The play was originally written for a cast of three men, but Gonzales decided to cast two males and one female. Each actor players roles that are typically assigned to the opposite gender, challenging gender roles.

“As the one female in the cast, it was interesting to challenge the masculine dynamic of the play, which included a lot of ‘male-oriented’ humor,” Estrada said. “The play is hilarious, and I think it’s important that audiences realize that gender doesn’t hinder a person’s ability to be funny.”

Clark agreed that the lack of gender normativity has been an exciting element to experiment with. “What makes my role in the show so fun is having to go between some of Shakespeare’s more masculine and intimidating characters to the female roles,” Clark said. “I play more female roles out of all the cast, and it is amazing having as much freedom as I can with it.”

Complete Works is not a set script. It relies on the actors improvisation in rehearsal and during shows, which ensures that no two rehearsals or two shows are alike. Gonzales and the cast said that the free nature of rehearsals has made this show really enjoyable to work on. 

“Gunner, Ian, and Lauren made this process a treat to watch each night,” Gonzales said. “They all took direction extremely well, especially as we crafted some specific jokes for the Whittier College audience. I’ve had a blast watching this group play, have fun, make each other crack up, and simply be silly each night.”

For Estrada, improvising every night has allowed her to experiment with her acting. “My favorite part of working on this show has been the freedom to act ‘big’ and just go to really silly places with the comedy,” said Estrada. “I liked that this show gave the cast the opportunity to try several things with their characters before settling into a choice. Possibility is always exciting to me.”

This format of rehearsal has also helped to develop a special bond between Gonzales and the cast. “We had to build a lot of trust with one another, and I think that really shows onstage,” Joachim said.

“I feel so thankful to be part of this production,” Estrada said. “Getting involved with the theater department has allowed me to meet some amazing people, and has really helped me build my confidence through finding a support system and encouraging me to challenge myself in acting. The program is tight-knit and incredibly supportive, which I really appreciate as a first-year student.”

Clark is typically behind the scenes;,so to him, this experience has been an unforgettable change. “With most shows, I’m mostly working behind the scenes either on lights, sound, or the scenery,” he said. “So, to be the literal center of attention, on stage with other people,  is both exciting and nerve-racking.

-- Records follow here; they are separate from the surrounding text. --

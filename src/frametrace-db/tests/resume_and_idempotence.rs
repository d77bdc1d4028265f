//! Integration tests against a file-backed store: resuming after a process
//! restart, and idempotence of `store()` across repeated calls for the same
//! frame — the scenario a worker hits when a store write is re-sent after a
//! retry or a racing duplicate.

use std::path::PathBuf;
use std::sync::atomic::{AtomicU32, Ordering};

use frametrace_db::Database;
use frametrace_ocr::{OcrResult, TextEntry};

static COUNTER: AtomicU32 = AtomicU32::new(0);

/// A path under the system temp dir, unique to this test run, cleaned up on
/// drop.
struct TempDbPath(PathBuf);

impl TempDbPath {
    fn new() -> Self {
        let id = COUNTER.fetch_add(1, Ordering::Relaxed);
        let path = std::env::temp_dir().join(format!("frametrace_db_test_{}_{}.sqlite", std::process::id(), id));
        Self(path)
    }
}

impl Drop for TempDbPath {
    fn drop(&mut self) {
        let _ = std::fs::remove_file(&self.0);
        let _ = std::fs::remove_file(self.0.with_extension("sqlite-wal"));
        let _ = std::fs::remove_file(self.0.with_extension("sqlite-shm"));
    }
}

fn entry(text: &str) -> TextEntry {
    TextEntry { left: 0, top: 0, right: 10, bottom: 10, confidence: 95.0, text: text.to_string() }
}

#[test]
fn a_fresh_run_resumes_from_where_a_prior_run_left_off() {
    let path = TempDbPath::new();

    {
        let db = Database::open(&path.0).unwrap();
        assert_eq!(db.starting_frame().unwrap(), 0);
        db.store(&OcrResult { frame_number: 10, entries: vec![entry("hello")] }).unwrap();
        db.store(&OcrResult { frame_number: 11, entries: vec![] }).unwrap();
    }

    // Reopen, as a restarted process would.
    let db = Database::open(&path.0).unwrap();
    assert_eq!(db.starting_frame().unwrap(), 12);
    assert!(db.is_frame_processed(11).unwrap());
    assert!(!db.is_frame_processed(12).unwrap());

    let hits = db.find_text("%hel%").unwrap();
    assert_eq!(hits.len(), 1);
}

#[test]
fn storing_the_same_frame_twice_across_a_reopen_does_not_duplicate_rows() {
    let path = TempDbPath::new();

    let result = OcrResult { frame_number: 3, entries: vec![entry("hello"), entry("world")] };

    {
        let db = Database::open(&path.0).unwrap();
        db.store(&result).unwrap();
    }

    // A worker that re-sends the same already-processed frame after restart
    // must not double the store's text_instances.
    let db = Database::open(&path.0).unwrap();
    db.store(&result).unwrap();

    let stats = db.stats().unwrap();
    assert_eq!(stats.text_instance_count, 2);
    assert_eq!(stats.distinct_text_count, 2);
}

#[test]
fn concurrent_workers_racing_a_duplicate_frame_converge_on_one_copy() {
    let path = TempDbPath::new();
    let db = std::sync::Arc::new(Database::open(&path.0).unwrap());

    let make_result = || OcrResult { frame_number: 7, entries: vec![entry("race")] };

    let handles: Vec<_> = (0..4)
        .map(|_| {
            let db = std::sync::Arc::clone(&db);
            std::thread::spawn(move || db.store(&make_result()).unwrap())
        })
        .collect();

    for h in handles {
        h.join().unwrap();
    }

    let stats = db.stats().unwrap();
    assert_eq!(stats.text_instance_count, 1);
    assert_eq!(stats.distinct_text_count, 1);
}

But it’s definitely great to be on stage for a change and be a part of the action.”

The intimate space of the studio theater also allows the audience to become fully engrossed in the action. “The audience is so close to the performers, and the energy in the space is electric,” Gonzales said. “I love shows like this, and working in the studio theatre is always a joy.”

“I hope the audience gets a little levity from watching the show at a time when we could all benefit from a little positivity,” said Estrada. “I also hope that the audience realizes that maybe Shakespeare isn’t as intimidating as it may seem, and will give the Bard’s works another chance with a fresh perspective.” 

Clark believes that theater is a true way of connecting with one another and enjoying a laugh with others. “We have been going through a lot of trials and tribulations the past few months, and sometimes we have forgotten that something as simple as sharing a theatrical experience together is what makes us human,” Clark said. “We just want to give people an hour and a half of laughter and enjoyment, and using Shakespeare as that central theme creates both an obscure and entertaining lump of hilarity.”